Les partisans de cette feuille de route l’ont saluée comme une étape ambitieuse mais nécessaire pour combler l’écart entre les engagements climatiques et les financements concrets.

Mukhtar Babayev, ministre azerbaïdjanais de l’Écologie et président de la COP29 l’an dernier, a déclaré que cette initiative offrait « une occasion unique de transformer les promesses en progrès concrets ».

Le Brésil, pays hôte de la COP30 sous la présidence de Luiz Inácio Lula da Silva, a qualifié la feuille de route de « plan directeur pour une détermination collective ». La délégation brésilienne a exhorté les négociateurs à privilégier l’équité et la mise en œuvre plutôt que la rhétorique.

«Les données scientifiques sont claires, l’impératif moral indéniable.

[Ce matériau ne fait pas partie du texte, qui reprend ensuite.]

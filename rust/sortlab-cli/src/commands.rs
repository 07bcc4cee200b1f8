//! Command implementations. Each returns the text to print on stdout so the
//! binary stays a thin dispatcher.

use std::path::{Path, PathBuf};
use std::time::Instant;

use sortlab_core::{is_permutation_of, is_sorted, Algorithm};
use tracing::{debug, info};

use crate::config::{OutputFormat, SortlabConfig, CONFIG_FILE};
use crate::error::CliError;
use crate::input;
use crate::report::{algorithm_table, render_algorithm_table, DigitReport, SortReport};

// =============================================================================
// sort
// =============================================================================

/// Where the numbers come from and how to sort them.
#[derive(Debug, Clone, Default)]
pub struct SortArgs {
    /// Positional numbers; take priority over `input`.
    pub numbers: Vec<String>,
    pub input: Option<PathBuf>,
    pub algorithm: Option<Algorithm>,
    pub json: bool,
    pub check: bool,
}

impl SortArgs {
    fn read_values(&self) -> Result<Vec<i64>, CliError> {
        if !self.numbers.is_empty() {
            input::parse_args(&self.numbers)
        } else if let Some(path) = &self.input {
            input::read_file(path)
        } else {
            input::read_stdin()
        }
    }
}

pub fn run_sort(args: &SortArgs, config: &SortlabConfig) -> Result<SortReport, CliError> {
    let values = args.read_values()?;
    let algorithm = args.algorithm.unwrap_or(config.sort.default_algorithm);
    let verify = args.check || config.sort.verify;
    let input_len = values.len();
    info!(%algorithm, len = input_len, "sorting");

    let original = verify.then(|| values.clone());
    let start = Instant::now();
    let output = algorithm.sort_values(values)?;
    let elapsed_us = u64::try_from(start.elapsed().as_micros()).unwrap_or(u64::MAX);
    debug!(elapsed_us, "sort finished");

    let verified = match original {
        Some(original) => {
            verify_result(algorithm, &original, &output)?;
            Some(true)
        }
        None => None,
    };

    Ok(SortReport {
        algorithm,
        input_len,
        output,
        elapsed_us,
        verified,
    })
}

fn verify_result(algorithm: Algorithm, input: &[i64], output: &[i64]) -> Result<(), CliError> {
    if !is_sorted(output) {
        return Err(CliError::CheckFailed {
            algorithm: algorithm.to_string(),
            reason: "output is not in ascending order",
        });
    }
    if !is_permutation_of(output, input) {
        return Err(CliError::CheckFailed {
            algorithm: algorithm.to_string(),
            reason: "output is not a permutation of the input",
        });
    }
    Ok(())
}

pub fn cmd_sort(args: &SortArgs, config: &SortlabConfig, color: bool) -> Result<String, CliError> {
    let report = run_sort(args, config)?;
    if wants_json(args.json, config) {
        Ok(report.to_json()?)
    } else {
        Ok(report.render_plain(color))
    }
}

// =============================================================================
// list / digits / init
// =============================================================================

/// `--json` or `[output] format = "json"`. Applies to every command.
pub fn wants_json(flag: bool, config: &SortlabConfig) -> bool {
    flag || config.output.format == OutputFormat::Json
}

pub fn cmd_list(json: bool, config: &SortlabConfig, color: bool) -> Result<String, CliError> {
    let rows = algorithm_table();
    if wants_json(json, config) {
        Ok(serde_json::to_string_pretty(&rows)?)
    } else {
        Ok(render_algorithm_table(&rows, color))
    }
}

pub fn cmd_digits(
    number: i64,
    position: Option<u32>,
    json: bool,
    config: &SortlabConfig,
) -> Result<String, CliError> {
    let report = DigitReport::new(number, position);
    if wants_json(json, config) {
        Ok(serde_json::to_string(&report)?)
    } else {
        Ok(report.render_plain())
    }
}

/// Write a `sortlab.toml` template into `dir`. Refuses to overwrite.
pub fn cmd_init(dir: &Path) -> Result<PathBuf, CliError> {
    let path = dir.join(CONFIG_FILE);
    if path.exists() {
        return Err(CliError::AlreadyExists(path));
    }
    std::fs::write(&path, SortlabConfig::default_template()).map_err(|source| CliError::Write {
        path: path.clone(),
        source,
    })?;
    info!(path = %path.display(), "wrote config template");
    Ok(path)
}

#[cfg(test)]
mod tests {
    use super::*;

    fn args(nums: &[&str]) -> SortArgs {
        SortArgs {
            numbers: nums.iter().map(|s| s.to_string()).collect(),
            ..SortArgs::default()
        }
    }

    #[test]
    fn sort_uses_config_default_algorithm() {
        let mut cfg = SortlabConfig::default();
        cfg.sort.default_algorithm = Algorithm::Insertion;
        let report = run_sort(&args(&["5", "3", "8", "1"]), &cfg).unwrap();
        assert_eq!(report.algorithm, Algorithm::Insertion);
        assert_eq!(report.output, vec![1, 3, 5, 8]);
        assert_eq!(report.input_len, 4);
        assert_eq!(report.verified, None);
    }

    #[test]
    fn explicit_algorithm_wins() {
        let mut a = args(&["4,4,2"]);
        a.algorithm = Some(Algorithm::Selection);
        let report = run_sort(&a, &SortlabConfig::default()).unwrap();
        assert_eq!(report.algorithm, Algorithm::Selection);
        assert_eq!(report.output, vec![2, 4, 4]);
    }

    #[test]
    fn check_marks_report_verified() {
        let mut a = args(&["9", "1", "5", "3", "7"]);
        a.check = true;
        let report = run_sort(&a, &SortlabConfig::default()).unwrap();
        assert_eq!(report.verified, Some(true));
    }

    #[test]
    fn config_verify_enables_check() {
        let mut cfg = SortlabConfig::default();
        cfg.sort.verify = true;
        let report = run_sort(&args(&["2", "1"]), &cfg).unwrap();
        assert_eq!(report.verified, Some(true));
    }

    #[test]
    fn radix_with_negative_input_fails() {
        let mut a = args(&["3", "-1"]);
        a.algorithm = Some(Algorithm::Radix);
        let err = run_sort(&a, &SortlabConfig::default()).unwrap_err();
        assert!(matches!(err, CliError::Sort(_)));
    }

    #[test]
    fn sort_reads_input_file() {
        let dir = tempfile::tempdir().unwrap();
        let path = dir.path().join("in.txt");
        std::fs::write(&path, "170 45 75 90 2 802 24 66").unwrap();
        let a = SortArgs {
            input: Some(path),
            algorithm: Some(Algorithm::Radix),
            ..SortArgs::default()
        };
        let report = run_sort(&a, &SortlabConfig::default()).unwrap();
        assert_eq!(report.output, vec![2, 24, 45, 66, 75, 90, 170, 802]);
    }

    #[test]
    fn json_output_from_flag_or_config() {
        let mut a = args(&["2", "1"]);
        a.json = true;
        let out = cmd_sort(&a, &SortlabConfig::default(), false).unwrap();
        assert!(out.starts_with('{'));

        let mut cfg = SortlabConfig::default();
        cfg.output.format = OutputFormat::Json;
        let out = cmd_sort(&args(&["2", "1"]), &cfg, false).unwrap();
        let v: serde_json::Value = serde_json::from_str(&out).unwrap();
        assert_eq!(v["output"], serde_json::json!([1, 2]));
    }

    #[test]
    fn verify_result_detects_problems() {
        assert!(verify_result(Algorithm::Merge, &[2, 1], &[1, 2]).is_ok());
        assert!(matches!(
            verify_result(Algorithm::Merge, &[2, 1], &[2, 1]),
            Err(CliError::CheckFailed { .. })
        ));
        assert!(matches!(
            verify_result(Algorithm::Merge, &[2, 1], &[1, 1]),
            Err(CliError::CheckFailed { .. })
        ));
    }

    #[test]
    fn list_json_is_an_array_of_five() {
        let out = cmd_list(true, &SortlabConfig::default(), false).unwrap();
        let v: serde_json::Value = serde_json::from_str(&out).unwrap();
        assert_eq!(v.as_array().map(|a| a.len()), Some(5));
        assert_eq!(v[0]["name"], "bubble");
        assert_eq!(v[3]["complexity"]["worst"], "O(n log n)");
    }

    #[test]
    fn digits_json() {
        let out = cmd_digits(9805, Some(0), true, &SortlabConfig::default()).unwrap();
        let v: serde_json::Value = serde_json::from_str(&out).unwrap();
        assert_eq!(v["digits"], serde_json::json!([5]));
        assert_eq!(v["digit_count"], 4);
    }

    #[test]
    fn config_json_format_applies_to_list_and_digits() {
        let mut cfg = SortlabConfig::default();
        cfg.output.format = OutputFormat::Json;

        let out = cmd_list(false, &cfg, false).unwrap();
        let v: serde_json::Value = serde_json::from_str(&out).unwrap();
        assert_eq!(v.as_array().map(|a| a.len()), Some(5));

        let out = cmd_digits(9805, None, false, &cfg).unwrap();
        let v: serde_json::Value = serde_json::from_str(&out).unwrap();
        assert_eq!(v["digits"], serde_json::json!([5, 0, 8, 9]));

        let plain = cmd_digits(9805, None, false, &SortlabConfig::default()).unwrap();
        assert!(plain.starts_with("9805: digit count 4"));
    }

    #[test]
    fn init_writes_once() {
        let dir = tempfile::tempdir().unwrap();
        let path = cmd_init(dir.path()).unwrap();
        assert!(path.is_file());
        let cfg = SortlabConfig::load_from(&path).unwrap();
        assert_eq!(cfg, SortlabConfig::default());
        assert!(matches!(
            cmd_init(dir.path()),
            Err(CliError::AlreadyExists(_))
        ));
    }
}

Il ne manque plus que la détermination », ont-ils affirmé.

Mohamed Adow, fondateur et directeur de Power Shift Africa, a déclaré : « La COP30 doit impérativement répondre aux priorités de l’Afrique et des pays en développement : nous avons besoin d’un accord équitable qui garantisse le financement de l’adaptation dans les pays vulnérables et soutienne une transition juste vers les énergies renouvelables. Il ne s’agit pas d’actes de charité, mais d’investissements dans une planète stable et vivable. Nous devons constater le partage des technologies d’énergie propre entre les pays du Nord et ceux du Sud, et la publication de plans nationaux pour le climat par tous les pays, détaillant comment nous allons accélérer la transition vers une planète sûre et prospère pour tous. »

S’exprimant sur l’adoption de l’ordre du jour, il a ajouté : « Il est positif de constater l’adoption formelle de l’ordre du jour et le début relativement ordonné de la COP. Cela indique que les pays reconnaissent l’importance de ce sommet et la nécessité d’une coopération internationale pour lutter contre la crise climatique.

«Cependant, la sauvegarde du processus multilatéral des Nations Unies ne garantit pas le salut de la planète. Pour cela, il est indispensable que des mesures concrètes soient prises ici à Belém afin de renforcer le financement climatique et d’aider les pays vulnérables à s’adapter aux impacts de la crise climatique. Il est également nécessaire que les pays s’engagent en faveur d’une transition énergétique juste, en abandonnant les énergies fossiles polluantes et en investissant davantage dans les énergies renouvelables propres. Le monde a consacré les dix dernières années à définir les règles du régime climatique international. Il est temps que les pays appliquent le régime auquel ils ont souscrit, et non qu’ils se contentent de belles paroles».

Sandra Guzmán, directrice générale du  Groupe Finance Climat pour l’Amérique  Latine et les Caraïbes (GFLAC), a averti que «les fonds privés et philanthropiques doivent compléter, et non remplacer, les obligations des pays développés».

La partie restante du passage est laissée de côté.